== Dataset ==
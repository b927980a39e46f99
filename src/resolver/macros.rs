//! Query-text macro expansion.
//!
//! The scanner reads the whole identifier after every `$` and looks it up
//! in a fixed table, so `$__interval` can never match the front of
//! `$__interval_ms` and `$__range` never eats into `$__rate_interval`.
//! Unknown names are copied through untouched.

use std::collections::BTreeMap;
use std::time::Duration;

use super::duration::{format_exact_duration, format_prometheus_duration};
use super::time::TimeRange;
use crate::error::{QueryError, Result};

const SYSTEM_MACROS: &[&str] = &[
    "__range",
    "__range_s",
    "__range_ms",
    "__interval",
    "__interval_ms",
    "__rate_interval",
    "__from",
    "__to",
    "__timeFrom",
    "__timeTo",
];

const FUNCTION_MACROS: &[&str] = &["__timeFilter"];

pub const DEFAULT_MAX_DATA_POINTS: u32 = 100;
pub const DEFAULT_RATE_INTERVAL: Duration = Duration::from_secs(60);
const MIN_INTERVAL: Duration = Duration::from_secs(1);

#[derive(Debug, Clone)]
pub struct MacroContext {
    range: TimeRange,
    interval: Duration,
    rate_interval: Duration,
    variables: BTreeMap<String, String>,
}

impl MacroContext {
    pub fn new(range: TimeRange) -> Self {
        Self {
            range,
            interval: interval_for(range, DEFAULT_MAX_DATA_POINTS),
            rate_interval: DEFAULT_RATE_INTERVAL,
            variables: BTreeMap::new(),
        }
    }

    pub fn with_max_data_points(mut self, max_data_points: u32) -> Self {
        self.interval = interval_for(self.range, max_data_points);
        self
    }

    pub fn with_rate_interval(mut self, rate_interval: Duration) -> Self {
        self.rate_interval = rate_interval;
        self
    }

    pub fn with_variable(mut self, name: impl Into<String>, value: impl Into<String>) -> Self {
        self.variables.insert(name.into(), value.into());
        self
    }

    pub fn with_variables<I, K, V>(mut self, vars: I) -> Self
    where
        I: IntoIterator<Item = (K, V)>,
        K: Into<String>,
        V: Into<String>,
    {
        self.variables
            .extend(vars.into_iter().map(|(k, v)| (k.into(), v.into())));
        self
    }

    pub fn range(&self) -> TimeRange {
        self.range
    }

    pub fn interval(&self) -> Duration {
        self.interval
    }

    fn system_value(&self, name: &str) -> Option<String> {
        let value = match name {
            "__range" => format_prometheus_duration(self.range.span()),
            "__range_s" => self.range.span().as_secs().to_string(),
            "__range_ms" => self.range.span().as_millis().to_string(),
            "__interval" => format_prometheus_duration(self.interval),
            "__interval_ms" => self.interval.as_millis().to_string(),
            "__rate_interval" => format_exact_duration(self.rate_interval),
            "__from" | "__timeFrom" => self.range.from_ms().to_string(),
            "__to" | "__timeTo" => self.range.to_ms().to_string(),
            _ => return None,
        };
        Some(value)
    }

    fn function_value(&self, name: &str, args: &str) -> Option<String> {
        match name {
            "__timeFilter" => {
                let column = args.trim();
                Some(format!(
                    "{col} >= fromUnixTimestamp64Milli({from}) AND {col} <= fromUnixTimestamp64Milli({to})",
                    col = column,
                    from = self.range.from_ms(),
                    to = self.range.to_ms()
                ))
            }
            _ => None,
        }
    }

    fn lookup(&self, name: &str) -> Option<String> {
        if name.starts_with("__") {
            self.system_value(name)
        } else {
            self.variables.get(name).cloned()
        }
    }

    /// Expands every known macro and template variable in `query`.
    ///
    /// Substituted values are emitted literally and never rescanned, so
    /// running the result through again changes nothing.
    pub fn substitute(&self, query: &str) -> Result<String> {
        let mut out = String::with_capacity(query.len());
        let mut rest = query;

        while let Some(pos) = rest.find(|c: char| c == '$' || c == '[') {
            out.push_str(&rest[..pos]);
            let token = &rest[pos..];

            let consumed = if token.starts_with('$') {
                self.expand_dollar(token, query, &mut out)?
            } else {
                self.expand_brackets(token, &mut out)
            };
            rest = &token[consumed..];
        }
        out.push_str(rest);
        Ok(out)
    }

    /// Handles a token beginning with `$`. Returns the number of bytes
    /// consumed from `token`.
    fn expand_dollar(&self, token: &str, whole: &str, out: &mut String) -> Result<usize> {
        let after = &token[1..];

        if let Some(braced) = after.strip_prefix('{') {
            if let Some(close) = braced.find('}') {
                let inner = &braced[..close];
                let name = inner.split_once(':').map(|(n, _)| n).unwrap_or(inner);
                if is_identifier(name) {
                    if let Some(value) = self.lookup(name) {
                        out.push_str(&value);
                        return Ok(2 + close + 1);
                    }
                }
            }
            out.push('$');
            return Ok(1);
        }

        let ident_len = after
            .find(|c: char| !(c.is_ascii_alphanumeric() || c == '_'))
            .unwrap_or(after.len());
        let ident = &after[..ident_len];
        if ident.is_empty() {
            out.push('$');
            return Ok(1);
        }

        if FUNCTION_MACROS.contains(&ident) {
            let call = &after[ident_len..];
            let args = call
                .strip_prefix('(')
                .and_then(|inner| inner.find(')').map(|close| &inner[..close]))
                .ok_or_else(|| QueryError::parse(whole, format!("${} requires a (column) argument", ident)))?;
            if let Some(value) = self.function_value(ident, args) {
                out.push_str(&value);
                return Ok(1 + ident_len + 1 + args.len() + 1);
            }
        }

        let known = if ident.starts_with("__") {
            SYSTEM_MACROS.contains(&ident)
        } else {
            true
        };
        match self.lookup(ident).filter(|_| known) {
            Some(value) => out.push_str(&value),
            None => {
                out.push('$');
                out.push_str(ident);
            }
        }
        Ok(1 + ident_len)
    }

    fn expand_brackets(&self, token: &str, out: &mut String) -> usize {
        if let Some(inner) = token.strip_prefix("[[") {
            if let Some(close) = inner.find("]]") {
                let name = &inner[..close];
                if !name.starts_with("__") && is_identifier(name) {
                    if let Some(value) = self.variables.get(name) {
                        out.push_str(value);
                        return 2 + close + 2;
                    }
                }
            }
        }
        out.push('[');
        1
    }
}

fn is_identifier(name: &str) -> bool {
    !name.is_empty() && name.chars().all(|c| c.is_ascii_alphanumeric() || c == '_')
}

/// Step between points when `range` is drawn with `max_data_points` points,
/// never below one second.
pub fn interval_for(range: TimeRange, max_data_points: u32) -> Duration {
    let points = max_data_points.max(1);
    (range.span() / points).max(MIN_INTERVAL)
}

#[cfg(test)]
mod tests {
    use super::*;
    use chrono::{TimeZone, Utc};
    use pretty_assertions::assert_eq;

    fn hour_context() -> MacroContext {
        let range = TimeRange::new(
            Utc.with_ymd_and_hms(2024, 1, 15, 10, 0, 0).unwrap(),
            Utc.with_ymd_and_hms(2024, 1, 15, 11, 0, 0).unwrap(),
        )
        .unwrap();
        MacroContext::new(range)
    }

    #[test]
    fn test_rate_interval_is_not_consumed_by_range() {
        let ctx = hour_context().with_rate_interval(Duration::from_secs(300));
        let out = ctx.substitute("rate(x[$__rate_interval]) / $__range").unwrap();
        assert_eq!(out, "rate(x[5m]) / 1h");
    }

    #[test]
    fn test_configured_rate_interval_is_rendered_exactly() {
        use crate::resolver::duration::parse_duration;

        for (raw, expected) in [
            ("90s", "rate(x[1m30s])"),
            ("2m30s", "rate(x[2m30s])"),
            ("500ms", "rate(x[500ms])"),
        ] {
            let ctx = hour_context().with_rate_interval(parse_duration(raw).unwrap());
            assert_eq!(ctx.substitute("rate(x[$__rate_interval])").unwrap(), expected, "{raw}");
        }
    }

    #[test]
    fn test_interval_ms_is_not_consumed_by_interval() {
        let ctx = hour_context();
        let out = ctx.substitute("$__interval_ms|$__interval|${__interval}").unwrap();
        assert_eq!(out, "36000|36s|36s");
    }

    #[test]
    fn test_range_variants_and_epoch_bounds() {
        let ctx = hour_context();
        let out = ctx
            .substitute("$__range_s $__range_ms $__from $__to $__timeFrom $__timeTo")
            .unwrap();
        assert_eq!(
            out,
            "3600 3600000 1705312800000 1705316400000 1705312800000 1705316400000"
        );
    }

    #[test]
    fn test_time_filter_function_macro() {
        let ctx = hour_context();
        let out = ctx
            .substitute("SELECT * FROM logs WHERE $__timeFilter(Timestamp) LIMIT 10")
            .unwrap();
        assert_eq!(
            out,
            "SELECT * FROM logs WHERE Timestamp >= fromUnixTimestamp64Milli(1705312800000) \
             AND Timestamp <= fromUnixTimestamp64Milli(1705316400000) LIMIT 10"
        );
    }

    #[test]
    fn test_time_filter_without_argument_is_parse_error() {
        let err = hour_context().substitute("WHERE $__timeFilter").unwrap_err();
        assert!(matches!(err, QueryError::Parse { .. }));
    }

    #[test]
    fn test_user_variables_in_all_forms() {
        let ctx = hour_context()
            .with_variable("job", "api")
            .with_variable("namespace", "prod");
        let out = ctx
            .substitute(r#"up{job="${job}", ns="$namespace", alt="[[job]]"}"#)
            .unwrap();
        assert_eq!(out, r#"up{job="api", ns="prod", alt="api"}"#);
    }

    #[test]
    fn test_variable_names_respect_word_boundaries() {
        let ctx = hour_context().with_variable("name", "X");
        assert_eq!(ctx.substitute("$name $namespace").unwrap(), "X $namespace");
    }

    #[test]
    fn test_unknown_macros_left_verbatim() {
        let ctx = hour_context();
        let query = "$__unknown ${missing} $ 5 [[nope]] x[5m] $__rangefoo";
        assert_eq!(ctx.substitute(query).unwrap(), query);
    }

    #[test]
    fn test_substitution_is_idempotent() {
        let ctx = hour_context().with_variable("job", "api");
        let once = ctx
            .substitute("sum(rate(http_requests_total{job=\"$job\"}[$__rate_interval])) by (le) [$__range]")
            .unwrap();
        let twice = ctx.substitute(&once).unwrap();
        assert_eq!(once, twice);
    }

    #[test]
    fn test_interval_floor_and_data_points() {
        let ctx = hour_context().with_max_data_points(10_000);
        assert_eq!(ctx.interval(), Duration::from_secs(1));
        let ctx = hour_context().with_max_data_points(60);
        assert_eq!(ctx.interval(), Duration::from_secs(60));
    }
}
===
== Dataset ==
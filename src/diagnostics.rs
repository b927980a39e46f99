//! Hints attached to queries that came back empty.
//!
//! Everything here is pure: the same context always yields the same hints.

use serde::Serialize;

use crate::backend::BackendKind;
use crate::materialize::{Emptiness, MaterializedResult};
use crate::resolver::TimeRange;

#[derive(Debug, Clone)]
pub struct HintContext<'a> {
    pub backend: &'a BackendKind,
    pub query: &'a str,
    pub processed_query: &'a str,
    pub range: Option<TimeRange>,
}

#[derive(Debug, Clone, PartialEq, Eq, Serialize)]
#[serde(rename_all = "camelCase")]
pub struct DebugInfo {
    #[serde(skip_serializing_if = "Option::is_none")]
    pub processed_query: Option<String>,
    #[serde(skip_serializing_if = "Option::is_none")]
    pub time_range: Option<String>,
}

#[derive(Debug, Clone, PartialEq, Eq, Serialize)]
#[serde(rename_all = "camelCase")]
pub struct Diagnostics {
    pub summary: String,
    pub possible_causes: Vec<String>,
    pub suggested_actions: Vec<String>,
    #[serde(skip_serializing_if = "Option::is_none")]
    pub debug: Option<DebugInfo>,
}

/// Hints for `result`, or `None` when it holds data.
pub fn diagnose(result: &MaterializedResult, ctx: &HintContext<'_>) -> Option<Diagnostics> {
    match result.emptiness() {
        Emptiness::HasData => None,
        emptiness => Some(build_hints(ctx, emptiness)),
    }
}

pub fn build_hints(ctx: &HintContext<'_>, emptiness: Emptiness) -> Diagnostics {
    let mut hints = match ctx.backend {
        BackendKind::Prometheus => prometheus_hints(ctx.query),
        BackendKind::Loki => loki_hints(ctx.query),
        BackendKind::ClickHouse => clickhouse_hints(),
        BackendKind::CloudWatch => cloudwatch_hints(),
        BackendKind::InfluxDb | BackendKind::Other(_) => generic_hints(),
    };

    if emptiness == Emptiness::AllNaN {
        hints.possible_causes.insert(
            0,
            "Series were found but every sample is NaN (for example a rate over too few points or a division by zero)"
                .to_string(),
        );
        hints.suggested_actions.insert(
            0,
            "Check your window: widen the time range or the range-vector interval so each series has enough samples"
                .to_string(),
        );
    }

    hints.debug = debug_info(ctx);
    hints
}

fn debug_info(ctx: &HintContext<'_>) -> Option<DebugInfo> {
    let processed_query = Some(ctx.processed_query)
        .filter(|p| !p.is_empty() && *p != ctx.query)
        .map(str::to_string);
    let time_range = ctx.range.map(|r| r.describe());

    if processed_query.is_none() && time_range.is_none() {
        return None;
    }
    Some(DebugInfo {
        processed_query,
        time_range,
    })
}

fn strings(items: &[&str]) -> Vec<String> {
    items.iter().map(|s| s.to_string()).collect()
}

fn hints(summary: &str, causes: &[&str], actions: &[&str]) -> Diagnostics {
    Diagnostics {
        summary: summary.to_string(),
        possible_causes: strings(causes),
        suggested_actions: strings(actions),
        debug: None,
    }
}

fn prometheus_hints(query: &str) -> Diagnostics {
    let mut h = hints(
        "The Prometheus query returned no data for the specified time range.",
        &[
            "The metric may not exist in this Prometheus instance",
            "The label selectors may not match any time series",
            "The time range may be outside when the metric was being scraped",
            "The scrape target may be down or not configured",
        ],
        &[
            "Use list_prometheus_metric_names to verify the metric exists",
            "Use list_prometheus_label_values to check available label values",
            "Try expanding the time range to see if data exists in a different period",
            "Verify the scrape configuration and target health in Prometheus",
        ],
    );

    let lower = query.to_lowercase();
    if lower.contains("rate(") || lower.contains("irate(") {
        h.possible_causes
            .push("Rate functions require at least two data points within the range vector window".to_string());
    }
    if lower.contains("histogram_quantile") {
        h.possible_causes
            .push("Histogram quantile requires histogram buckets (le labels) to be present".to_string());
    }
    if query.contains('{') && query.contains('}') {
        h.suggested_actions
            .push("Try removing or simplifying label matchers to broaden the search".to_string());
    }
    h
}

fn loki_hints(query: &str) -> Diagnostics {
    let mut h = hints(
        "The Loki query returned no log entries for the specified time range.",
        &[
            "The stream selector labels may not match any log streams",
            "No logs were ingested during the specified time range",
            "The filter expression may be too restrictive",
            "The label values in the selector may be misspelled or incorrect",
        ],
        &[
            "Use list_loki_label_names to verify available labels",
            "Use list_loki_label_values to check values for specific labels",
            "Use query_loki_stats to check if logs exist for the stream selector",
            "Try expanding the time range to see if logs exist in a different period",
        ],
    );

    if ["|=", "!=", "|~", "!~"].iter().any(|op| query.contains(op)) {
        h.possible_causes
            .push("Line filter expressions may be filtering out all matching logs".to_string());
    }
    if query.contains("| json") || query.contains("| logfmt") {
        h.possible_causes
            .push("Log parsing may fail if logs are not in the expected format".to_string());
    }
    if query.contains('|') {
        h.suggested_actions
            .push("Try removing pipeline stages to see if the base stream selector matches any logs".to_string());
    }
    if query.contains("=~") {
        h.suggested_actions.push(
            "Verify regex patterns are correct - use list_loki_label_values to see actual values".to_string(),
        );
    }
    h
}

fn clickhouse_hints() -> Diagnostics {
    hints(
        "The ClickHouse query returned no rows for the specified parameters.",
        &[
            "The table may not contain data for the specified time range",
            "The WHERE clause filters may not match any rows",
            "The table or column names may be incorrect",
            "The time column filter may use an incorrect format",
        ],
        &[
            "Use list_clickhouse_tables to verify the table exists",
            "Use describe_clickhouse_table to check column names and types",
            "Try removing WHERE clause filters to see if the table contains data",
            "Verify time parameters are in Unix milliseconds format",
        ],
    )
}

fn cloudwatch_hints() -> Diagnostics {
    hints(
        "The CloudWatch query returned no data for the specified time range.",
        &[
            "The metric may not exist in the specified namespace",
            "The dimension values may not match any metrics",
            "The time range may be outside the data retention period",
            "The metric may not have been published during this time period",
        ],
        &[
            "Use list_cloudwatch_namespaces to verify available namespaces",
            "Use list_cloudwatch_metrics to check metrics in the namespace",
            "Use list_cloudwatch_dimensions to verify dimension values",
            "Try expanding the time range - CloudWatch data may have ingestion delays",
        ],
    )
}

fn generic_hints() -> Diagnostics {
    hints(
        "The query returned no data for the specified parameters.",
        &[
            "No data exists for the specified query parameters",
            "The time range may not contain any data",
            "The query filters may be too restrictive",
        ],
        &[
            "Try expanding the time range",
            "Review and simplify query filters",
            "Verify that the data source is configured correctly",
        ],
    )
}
===
## Work item
Could you write out, exactly as they stand, only the lines above that begin at the line with "CloudWatch query returned" and stop after the line with "dimension values may"?

## Solution to the exercise
        "The CloudWatch query returned no data for the specified time range.",
        &[
            "The metric may not exist in the specified namespace",
            "The dimension values may not match any metrics",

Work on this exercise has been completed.